Más de 300 personas murieron por ébola en la República Democrática del Congo durante una semana, mientras el brote continúa expandiéndose con rapidez en seis provincias y los equipos de salud enfrentan inseguridad, desplazamientos de población, falta de recursos y resistencia comunitaria.
La Organización Mundial de la Salud reportó que durante la semana epidemiológica del 3 al 9 de agosto se registraron 304 muertes y 579 casos confirmados, la cifra semanal más alta desde el inicio de la emergencia. El brote corresponde al virus del ébola tipo Bundibugyo y comenzó en la provincia de Ituri, aunque posteriormente se extendió a otras zonas del país.

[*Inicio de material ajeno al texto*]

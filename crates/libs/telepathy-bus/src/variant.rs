use std::collections::BTreeMap;

use serde::{Deserialize, Serialize};

/// String-keyed map of variants (`a{sv}`), used for property maps.
pub type VariantMap = BTreeMap<String, Variant>;

/// A dynamically typed bus value.
///
/// Covers the subset of the D-Bus type system Telepathy proxies exchange.
/// Struct members are positional, maps keyed by handles use [`Variant::U32Map`].
#[derive(Clone, Debug, PartialEq, Serialize, Deserialize)]
pub enum Variant {
    Bool(bool),
    U32(u32),
    I32(i32),
    U64(u64),
    I64(i64),
    F64(f64),
    Str(String),
    ObjectPath(String),
    Bytes(Vec<u8>),
    StrList(Vec<String>),
    U32List(Vec<u32>),
    ObjectPathList(Vec<String>),
    List(Vec<Variant>),
    Struct(Vec<Variant>),
    Map(VariantMap),
    U32Map(BTreeMap<u32, Variant>),
}

impl Variant {
    pub fn object_path(path: impl Into<String>) -> Self {
        Self::ObjectPath(path.into())
    }

    pub fn as_bool(&self) -> Option<bool> {
        match self {
            Self::Bool(v) => Some(*v),
            _ => None,
        }
    }

    pub fn as_u32(&self) -> Option<u32> {
        match self {
            Self::U32(v) => Some(*v),
            Self::I32(v) => u32::try_from(*v).ok(),
            _ => None,
        }
    }

    pub fn as_i64(&self) -> Option<i64> {
        match self {
            Self::I64(v) => Some(*v),
            Self::I32(v) => Some(i64::from(*v)),
            Self::U32(v) => Some(i64::from(*v)),
            _ => None,
        }
    }

    pub fn as_u64(&self) -> Option<u64> {
        match self {
            Self::U64(v) => Some(*v),
            Self::U32(v) => Some(u64::from(*v)),
            _ => None,
        }
    }

    /// Strings and object paths.
    pub fn as_str(&self) -> Option<&str> {
        match self {
            Self::Str(v) | Self::ObjectPath(v) => Some(v),
            _ => None,
        }
    }

    pub fn as_bytes(&self) -> Option<&[u8]> {
        match self {
            Self::Bytes(v) => Some(v),
            _ => None,
        }
    }

    /// String lists and object path lists.
    pub fn as_str_list(&self) -> Option<&[String]> {
        match self {
            Self::StrList(v) | Self::ObjectPathList(v) => Some(v),
            _ => None,
        }
    }

    pub fn as_u32_list(&self) -> Option<&[u32]> {
        match self {
            Self::U32List(v) => Some(v),
            _ => None,
        }
    }

    /// Lists and struct members.
    pub fn as_list(&self) -> Option<&[Variant]> {
        match self {
            Self::List(v) | Self::Struct(v) => Some(v),
            _ => None,
        }
    }

    pub fn as_map(&self) -> Option<&VariantMap> {
        match self {
            Self::Map(v) => Some(v),
            _ => None,
        }
    }

    pub fn as_u32_map(&self) -> Option<&BTreeMap<u32, Variant>> {
        match self {
            Self::U32Map(v) => Some(v),
            _ => None,
        }
    }
}

impl From<bool> for Variant {
    fn from(v: bool) -> Self {
        Self::Bool(v)
    }
}

impl From<u32> for Variant {
    fn from(v: u32) -> Self {
        Self::U32(v)
    }
}

impl From<i32> for Variant {
    fn from(v: i32) -> Self {
        Self::I32(v)
    }
}

impl From<u64> for Variant {
    fn from(v: u64) -> Self {
        Self::U64(v)
    }
}

impl From<i64> for Variant {
    fn from(v: i64) -> Self {
        Self::I64(v)
    }
}

impl From<&str> for Variant {
    fn from(v: &str) -> Self {
        Self::Str(v.to_owned())
    }
}

impl From<String> for Variant {
    fn from(v: String) -> Self {
        Self::Str(v)
    }
}

impl From<Vec<String>> for Variant {
    fn from(v: Vec<String>) -> Self {
        Self::StrList(v)
    }
}

impl From<Vec<u32>> for Variant {
    fn from(v: Vec<u32>) -> Self {
        Self::U32List(v)
    }
}

impl From<Vec<u8>> for Variant {
    fn from(v: Vec<u8>) -> Self {
        Self::Bytes(v)
    }
}

impl From<VariantMap> for Variant {
    fn from(v: VariantMap) -> Self {
        Self::Map(v)
    }
}

/// Typed lookups on property maps.
pub trait VariantMapExt {
    fn str_value(&self, key: &str) -> Option<&str>;
    fn u32_value(&self, key: &str) -> Option<u32>;
    fn bool_value(&self, key: &str) -> Option<bool>;
    fn str_list_value(&self, key: &str) -> Option<&[String]>;
    fn u32_list_value(&self, key: &str) -> Option<&[u32]>;
    fn map_value(&self, key: &str) -> Option<&VariantMap>;
}

impl VariantMapExt for VariantMap {
    fn str_value(&self, key: &str) -> Option<&str> {
        self.get(key).and_then(Variant::as_str)
    }

    fn u32_value(&self, key: &str) -> Option<u32> {
        self.get(key).and_then(Variant::as_u32)
    }

    fn bool_value(&self, key: &str) -> Option<bool> {
        self.get(key).and_then(Variant::as_bool)
    }

    fn str_list_value(&self, key: &str) -> Option<&[String]> {
        self.get(key).and_then(Variant::as_str_list)
    }

    fn u32_list_value(&self, key: &str) -> Option<&[u32]> {
        self.get(key).and_then(Variant::as_u32_list)
    }

    fn map_value(&self, key: &str) -> Option<&VariantMap> {
        self.get(key).and_then(Variant::as_map)
    }
}

#[cfg(test)]
mod tests {
    use super::*;

    #[test]
    fn accessors_reject_other_types() {
        assert_eq!(Variant::from(7u32).as_u32(), Some(7));
        assert_eq!(Variant::I32(-1).as_u32(), None);
        assert_eq!(Variant::from("x").as_u32(), None);
        assert_eq!(Variant::object_path("/a").as_str(), Some("/a"));
        assert!(Variant::Bool(true).as_map().is_none());
    }

    #[test]
    fn map_lookups() {
        let mut map = VariantMap::new();
        map.insert("Name".into(), "alice".into());
        map.insert("Flags".into(), 3u32.into());
        map.insert("List".into(), vec!["a".to_owned()].into());

        assert_eq!(map.str_value("Name"), Some("alice"));
        assert_eq!(map.u32_value("Flags"), Some(3));
        assert_eq!(map.str_list_value("List"), Some(&["a".to_owned()][..]));
        assert_eq!(map.bool_value("Flags"), None);
        assert_eq!(map.u32_value("Missing"), None);
    }
}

Ituri concentra la mayor parte de los casos
Ituri permanece como el epicentro de la emergencia, con la mayor proporción de casos y muertes. La transmisión también alcanza a Kivu del Norte, Kivu del Sur, Alto Uele, Tshopo y Bajo Uele, en un contexto marcado por la movilidad de personas y el acceso limitado a comunidades alejadas.
El brote fue declarado el 15 de mayo de 2026, pero especialistas consideran que el virus pudo circular desde febrero en Mongbwalu, una ciudad minera de Ituri. Esta propagación temprana dificulta identificar contactos y atender a personas que fallecen fuera de los centros de tratamiento.
Sin vacuna autorizada específica para el virus Bundibugyo
Uno de los principales desafíos es que no existe una vacuna ni un tratamiento específico autorizado para el virus Bundibugyo. La República Democrática del Congo recibió más de 16 mil dosis de Ervebo, una vacuna utilizada en brotes provocados por el virus del ébola tipo Zaire.
Las autoridades y organismos internacionales evalúan el uso de esas dosis para proteger a trabajadores de primera línea y realizar ensayos clínicos. Sin embargo, todavía no se ha confirmado qué nivel de protección puede ofrecer Ervebo frente al virus Bundibugyo; los datos disponibles hasta ahora proceden principalmente de estudios de laboratorio y en animales.
Inseguridad y ataques complican la respuesta
Los equipos médicos también trabajan en zonas afectadas por conflictos armados, malas condiciones de las carreteras, desinformación y movimientos constantes de población. Además, algunos trabajadores de respuesta han realizado paros laborales debido a retrasos en sus pagos.
Entre el 17 y el 19 de agosto, voluntarios de la Cruz Roja fueron atacados en Ituri, Alto Uele y Kivu del Norte. Los incidentes dejaron personas heridas, ambulancias dañadas y equipo destruido, lo que redujo la capacidad para realizar entierros seguros, vigilancia epidemiológica y atención humanitaria.
La OMS ha señalado que el control del brote requiere intensificar la detección temprana, el seguimiento de contactos, la atención médica y el trabajo conjunto con las comunidades. Mientras continúe la transmisión, las autoridades buscan ampliar los centros de tratamiento y acelerar la llegada de recursos a las provincias afectadas.